In the novel Fools of Fortune (1983) Trevor presents with appropriate dismay the burning of the fictitious Kilneagh House, described as a great house near Fermoy, County Cork, but he does not rail at the men who have burned it, a squad of Black and Tans led by Sergeant Rudkin. A few of his stories, including “The Hotel of the Idle Moon,” “The Distant Past,” and “Mr. McNamara,” can be read as allegories of the rise of Catholic Ireland and the fall of the Ascendancy, but no venom sours the narrative. Trevor has referred to “the melancholy nothingness that is the twentieth century’s ugliest trade mark,” but he has in mind mainly “the fashion in insurance-company architecture” in Dublin. You don’t need to be of the withering Anglo-Irish Protestant class to hold that opinion.


The Hill Bachelors is a collection of twelve stories, seven of them set in Ireland or among Irish emigrants in England, four of them set among the English in England, and one in France. The best of them is the title story, a story set in rural, remote Ireland, about a family and particularly about the constraints on a son who, out of a conviction of duty, stays on to look after his mother and gives up his chance of breaking away. The pervading genre of the stories is realism. Trevor has studied the art of Dickens, Flaubert, Turgenev, Joyce, and other masters of realism. His nearest companions in modern Irish fiction are Sean O’Faolain in urban stories and, in stories of Irish rural life, Mary Lavin and Frank O’Connor. Like these writers, Trevor seems to come to his stories by imagining a person or two or three people entangled in family or professional ties. The claims of plot and environment come later. His stories practice a distinction between “the real” and “the romantic” like the one proposed by Henry James in the preface to The American:

The real represents to my perception the things we cannot possibly not know, sooner or later, in one way or another…. The romantic stands, on the other hand, for the things that, with all the facilities in the world, all the wealth and all the courage and all the wit and all the adventure, we never can directly know; the things that can reach us only through the beautiful circuit and subterfuge of our thought and our desire.

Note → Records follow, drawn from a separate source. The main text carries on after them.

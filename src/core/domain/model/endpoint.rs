use serde::{Deserialize, Serialize};
use std::net::IpAddr;

/// A named, independently owned network address that BMC records can share.
#[derive(Debug, Clone, PartialEq, Eq, Deserialize, Serialize)]
pub struct Endpoint {
    pub name: String,
    pub spec: EndpointSpec,
}

#[derive(Debug, Clone, PartialEq, Eq, Deserialize, Serialize)]
#[serde(rename_all = "camelCase")]
pub struct EndpointSpec {
    pub ip: IpAddr,
    #[serde(default, skip_serializing_if = "Option::is_none")]
    pub mac_address: Option<String>,
}

impl Endpoint {
    pub fn new(name: impl Into<String>, ip: IpAddr) -> Self {
        Self {
            name: name.into(),
            spec: EndpointSpec {
                ip,
                mac_address: None,
            },
        }
    }
}
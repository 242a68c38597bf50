//! Machine records.

use crate::core::domain::model::{object_ref::ObjectRef, protocol::Protocol};
use serde::{Deserialize, Serialize};

/// A physical server managed by the control plane.
#[derive(Debug, Clone, PartialEq, Eq, Deserialize, Serialize)]
pub struct Machine {
    pub name: String,
    pub spec: MachineSpec,
}

#[derive(Debug, Clone, Default, PartialEq, Eq, Deserialize, Serialize)]
#[serde(rename_all = "camelCase")]
pub struct MachineSpec {
    #[serde(default, skip_serializing_if = "Option::is_none")]
    pub bmc_ref: Option<ObjectRef>,
    #[serde(default, skip_serializing_if = "Option::is_none")]
    pub bmc: Option<InlineBmc>,
}

/// BMC access configured directly on a machine record.
#[derive(Debug, Clone, PartialEq, Eq, Deserialize, Serialize)]
#[serde(rename_all = "camelCase")]
pub struct InlineBmc {
    pub address: String,
    pub protocol: Protocol,
    pub bmc_secret_ref: ObjectRef,
}

/// Where a machine's BMC configuration comes from.
#[derive(Debug, Clone, Copy, PartialEq, Eq)]
pub enum BmcSource<'a> {
    Reference(&'a ObjectRef),
    Inline(&'a InlineBmc),
}

impl MachineSpec {
    /// Returns the effective BMC source.
    ///
    /// When both fields are set the reference wins.
    pub fn bmc_source(&self) -> Option<BmcSource<'_>> {
        match (&self.bmc_ref, &self.bmc) {
            (Some(reference), _) => Some(BmcSource::Reference(reference)),
            (None, Some(inline)) => Some(BmcSource::Inline(inline)),
            (None, None) => None,
        }
    }
}

impl Machine {
    /// Creates a machine pointing at a standalone BMC record.
    pub fn with_bmc_ref(name: impl Into<String>, bmc: impl Into<String>) -> Self {
        Self {
            name: name.into(),
            spec: MachineSpec {
                bmc_ref: Some(ObjectRef::new(bmc)),
                bmc: None,
            },
        }
    }

    /// Creates a machine carrying its BMC configuration inline.
    pub fn with_inline_bmc(
        name: impl Into<String>,
        address: impl Into<String>,
        protocol: Protocol,
        secret: impl Into<String>,
    ) -> Self {
        Self {
            name: name.into(),
            spec: MachineSpec {
                bmc_ref: None,
                bmc: Some(InlineBmc {
                    address: address.into(),
                    protocol,
                    bmc_secret_ref: ObjectRef::new(secret),
                }),
            },
        }
    }
}
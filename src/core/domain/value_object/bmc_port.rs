use crate::core::domain::error::ValidationError;

/// A validated BMC port number.
#[derive(Debug, Clone, Copy, PartialEq, Eq)]
pub struct BmcPort(u16);

impl BmcPort {
    /// Creates a new validated port.
    pub fn new(port: u16) -> Result<Self, ValidationError> {
        validate_port(port)?;
        Ok(Self(port))
    }

    /// Returns the port number.
    pub fn get(&self) -> u16 {
        self.0
    }
}

/// Validates a port number.
pub(crate) fn validate_port(port: u16) -> Result<(), ValidationError> {
    if port == 0 {
        return Err(ValidationError::Field {
            field: "port".to_string(),
            message: "Port cannot be 0".to_string(),
        });
    }
    // All ports 1-65535 are valid.
    Ok(())
}
use crate::core::domain::error::ValidationError;

/// A BMC account username.
#[derive(Debug, Clone, PartialEq, Eq)]
pub struct BmcUsername(String);

impl BmcUsername {
    /// Creates a new validated username.
    pub fn new(username: impl Into<String>) -> Result<Self, ValidationError> {
        let username = username.into();
        validate_username(&username)?;
        Ok(Self(username))
    }

    /// Creates a new username without validation.
    pub(crate) fn new_unchecked(username: String) -> Self {
        Self(username)
    }

    /// Returns the username as a string slice.
    #[must_use]
    pub fn as_str(&self) -> &str {
        &self.0
    }
}

/// Validates a username.
///
/// BMC vendors disagree on allowed characters, so only emptiness is rejected.
pub(crate) fn validate_username(username: &str) -> Result<(), ValidationError> {
    if username.is_empty() {
        return Err(ValidationError::Field {
            field: "username".to_string(),
            message: "Username cannot be empty".to_string(),
        });
    }
    Ok(())
}
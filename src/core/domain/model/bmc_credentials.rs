//! Username/password extraction from BMC secrets.

use crate::core::domain::{
    error::{CredentialError, CredentialField},
    model::bmc_secret::BmcSecret,
    value_object::{BmcPassword, BmcUsername, validate_password, validate_username},
};

/// Basic-auth credentials for a BMC.
#[derive(Debug, Clone, PartialEq, Eq)]
pub struct BmcCredentials {
    username: BmcUsername,
    password: BmcPassword,
}

impl BmcCredentials {
    pub fn new(username: BmcUsername, password: BmcPassword) -> Self {
        Self { username, password }
    }

    /// Extracts credentials from the `username` and `password` keys of a secret.
    ///
    /// The username is checked first, so a secret missing both keys reports
    /// the username.
    ///
    /// # Errors
    /// Returns `CredentialError` naming the first field that is missing,
    /// empty, or not valid UTF-8.
    pub fn from_secret(secret: &BmcSecret) -> Result<Self, CredentialError> {
        let username = read_field(secret, CredentialField::Username)?;
        validate_username(&username)
            .map_err(|_| CredentialError::Empty(CredentialField::Username))?;

        let password = read_field(secret, CredentialField::Password)?;
        validate_password(&password)
            .map_err(|_| CredentialError::Empty(CredentialField::Password))?;

        Ok(Self {
            username: BmcUsername::new_unchecked(username),
            password: BmcPassword::new_unchecked(password),
        })
    }

    pub fn username(&self) -> &BmcUsername {
        &self.username
    }

    pub fn password(&self) -> &BmcPassword {
        &self.password
    }
}

fn read_field(secret: &BmcSecret, field: CredentialField) -> Result<String, CredentialError> {
    let bytes = secret
        .data
        .get(field.key())
        .ok_or(CredentialError::MissingField(field))?;
    String::from_utf8(bytes.clone()).map_err(|_| CredentialError::InvalidEncoding(field))
}
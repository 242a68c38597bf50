pub mod bmc;
pub mod bmc_credentials;
pub mod bmc_secret;
pub mod endpoint;
pub mod machine;
pub mod object_ref;
pub mod polling;
pub mod protocol;
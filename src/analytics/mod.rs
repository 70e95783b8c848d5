//! Analytics ingestion and summary module
//!
//! Normalizes untrusted client sync payloads into fixed-width submission
//! rows and reduces the stored rows into aggregate summaries on demand.

pub mod api_server;
pub mod coerce;
pub mod engine;
pub mod models;
pub mod normalizer;

pub use api_server::AnalyticsApiServer;
pub use engine::AnalyticsEngine;
pub use models::{RecentSubmission, SubmissionRecord, Summary};
pub use normalizer::SubmissionInput;
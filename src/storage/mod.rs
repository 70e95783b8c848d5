//! Append-only sheet storage for analytics submissions
//!
//! The sheet is a CSV table with one pinned header row. Appends are
//! serialized by a bounded-wait file lock; reads take no lock and may
//! miss an in-flight append.

pub mod error;
pub mod lock;
pub mod sheet;

pub use error::{StoreError, StoreResult};
pub use lock::{FileLockBackend, LockBackend, LockManager, WriteLock};
pub use sheet::SheetStore;
//! Configuration management for the analytics service
//!
//! Settings come from an optional TOML file merged with `CUEMASTER_*`
//! environment variables, which take precedence.

use anyhow::{Context, Result};
use serde::{Deserialize, Serialize};
use std::path::{Path, PathBuf};
use std::time::Duration;

/// Service configuration
#[derive(Debug, Clone, Serialize, Deserialize)]
#[serde(default)]
pub struct Config {
    /// Port the HTTP API listens on
    pub port: u16,
    /// Directory holding the analytics sheet and its lock file
    pub data_dir: PathBuf,
    /// Maximum time to wait for the write lock before failing the request
    pub lock_wait_secs: u64,
    /// Number of submissions returned in the summary's recency view
    pub recent_limit: usize,
}

impl Default for Config {
    fn default() -> Self {
        Self {
            port: 8787,
            data_dir: default_data_dir(),
            lock_wait_secs: 10,
            recent_limit: 10,
        }
    }
}

fn default_data_dir() -> PathBuf {
    dirs::data_local_dir()
        .map(|dir| dir.join("cuemaster-analytics"))
        .unwrap_or_else(|| PathBuf::from(".cuemaster-analytics"))
}

impl Config {
    /// Load configuration from an optional TOML file, then apply
    /// environment overrides.
    pub fn load(path: Option<&Path>) -> Result<Self> {
        let mut config = match path {
            Some(path) => {
                let content = std::fs::read_to_string(path)
                    .with_context(|| format!("Failed to read config file {}", path.display()))?;
                toml::from_str(&content)
                    .with_context(|| format!("Failed to parse config file {}", path.display()))?
            }
            None => Self::default(),
        };
        config.merge_env_vars();
        Ok(config)
    }

    fn merge_env_vars(&mut self) {
        if let Ok(port) = std::env::var("CUEMASTER_PORT") {
            if let Ok(port) = port.parse() {
                self.port = port;
            }
        }
        if let Ok(dir) = std::env::var("CUEMASTER_DATA_DIR") {
            self.data_dir = PathBuf::from(dir);
        }
        if let Ok(secs) = std::env::var("CUEMASTER_LOCK_WAIT_SECS") {
            if let Ok(secs) = secs.parse() {
                self.lock_wait_secs = secs;
            }
        }
        if let Ok(limit) = std::env::var("CUEMASTER_RECENT_LIMIT") {
            if let Ok(limit) = limit.parse() {
                self.recent_limit = limit;
            }
        }
    }

    /// Bounded wait applied to write-lock acquisition.
    pub fn lock_wait(&self) -> Duration {
        Duration::from_secs(self.lock_wait_secs)
    }
}
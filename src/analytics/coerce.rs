//! Lossy coercion helpers for untrusted submission fields
//!
//! Clients sync whatever partial state they have, so every field is
//! optional and every coercion is total: bad input becomes a default,
//! never an error. The same string-level helpers are reused when reading
//! the sheet back, because stored cells are just as untrusted as the
//! submission that produced them.

use serde_json::Value;

/// Coerce an arbitrary JSON value to a non-negative finite number.
///
/// Missing, null, empty-string, and unparseable inputs all map to 0.
pub fn coerce_num(value: Option<&Value>) -> f64 {
    match value {
        Some(Value::Number(n)) => clamp(n.as_f64().unwrap_or(0.0)),
        Some(Value::String(s)) => parse_cell_num(s),
        // JavaScript's Number(true) is 1
        Some(Value::Bool(b)) => {
            if *b {
                1.0
            } else {
                0.0
            }
        }
        _ => 0.0,
    }
}

/// Coerce an arbitrary JSON value to a string, falling back to `default`
/// when missing, null, or empty.
pub fn coerce_str(value: Option<&Value>, default: &str) -> String {
    match value {
        Some(Value::String(s)) if !s.trim().is_empty() => s.trim().to_string(),
        Some(Value::Number(n)) => n.to_string(),
        Some(Value::Bool(b)) => b.to_string(),
        _ => default.to_string(),
    }
}

/// Like [`coerce_str`], but additionally maps the literal strings
/// `"undefined"` and `"null"` to the default. Serialized client state
/// that was never set round-trips through JavaScript as those literals.
pub fn coerce_identity_str(value: Option<&Value>, default: &str) -> String {
    let s = coerce_str(value, default);
    if s == "undefined" || s == "null" {
        default.to_string()
    } else {
        s
    }
}

/// Decode an affirmative flag: `true`, `"true"` and `"1"` are true,
/// everything else is false.
pub fn coerce_bool(value: Option<&Value>) -> bool {
    match value {
        Some(Value::Bool(b)) => *b,
        Some(Value::String(s)) => matches!(s.trim(), "true" | "1"),
        _ => false,
    }
}

/// Parse a stored cell as a non-negative finite number, defaulting to 0.
pub fn parse_cell_num(cell: &str) -> f64 {
    let cell = cell.trim();
    if cell.is_empty() {
        return 0.0;
    }
    cell.parse::<f64>().map(clamp).unwrap_or(0.0)
}

/// Parse a stored cell as an affirmative flag.
pub fn parse_cell_bool(cell: &str) -> bool {
    matches!(cell.trim(), "true" | "1")
}

fn clamp(v: f64) -> f64 {
    if v.is_finite() && v > 0.0 {
        v
    } else {
        0.0
    }
}

/// Round to `places` decimal places, half away from zero.
pub fn round_to(v: f64, places: u32) -> f64 {
    let factor = 10f64.powi(places as i32);
    (v * factor).round() / factor
}

/// Truncate an identity to an 8-character prefix for the public recency
/// view. Anything longer gets an ellipsis marker.
pub fn redact_identity(identity: &str) -> String {
    let mut prefix: String = identity.chars().take(8).collect();
    if identity.chars().count() > 8 {
        prefix.push('…');
    }
    prefix
}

With few exceptions in his fiction, Trevor goes in for the real. He sees or imagines a character, and asks himself what he—or more often she—would do with the problem-filled gift of life and the conditions at hand. As in “The Piano Tuner’s Wives” from the collection After Rain (1996): suppose you were a blind piano tuner and you married Violet and some years later she died and after a decent interval you married Belle, a woman you had rejected in favor of Violet. How would you deal with Belle’s conviction that the dead Violet was still deep in your life, leading you through houses and landscapes? How would Belle herself deal with that conviction? Pettie in Death in Summer (1998), Joseph Ambrose Hilditch in Felicia’s Journey (1994), and Frau Messinger in Nights at the Alexandra (1987) seem to have begun as figures in Trevor’s mind, waiting for whatever destiny he would give them, subject to the privilege of the real, or verisimilitude.


Of these realist short stories, “Her Mother’s Daughter” is particularly strong. It is a story of a dreadful mother, living only to bring to publication the papers of her dead husband, a lexicographer, as well as to punish her daughter Helena for the crime, it appears, of being alive. It is, in the end, a revenge play, and the daughter alone survives to tell the tale. Trevor has imagined the domestic scene so fully that every gesture gratifies our sense of the real:

Before [her father’s] death conversations at mealtimes usually had to do with words. “Fluxion?” she remembered her father saying, and when she shrugged her mother tightened her lips, her glance lingering on the shrug long after its motion had ceased.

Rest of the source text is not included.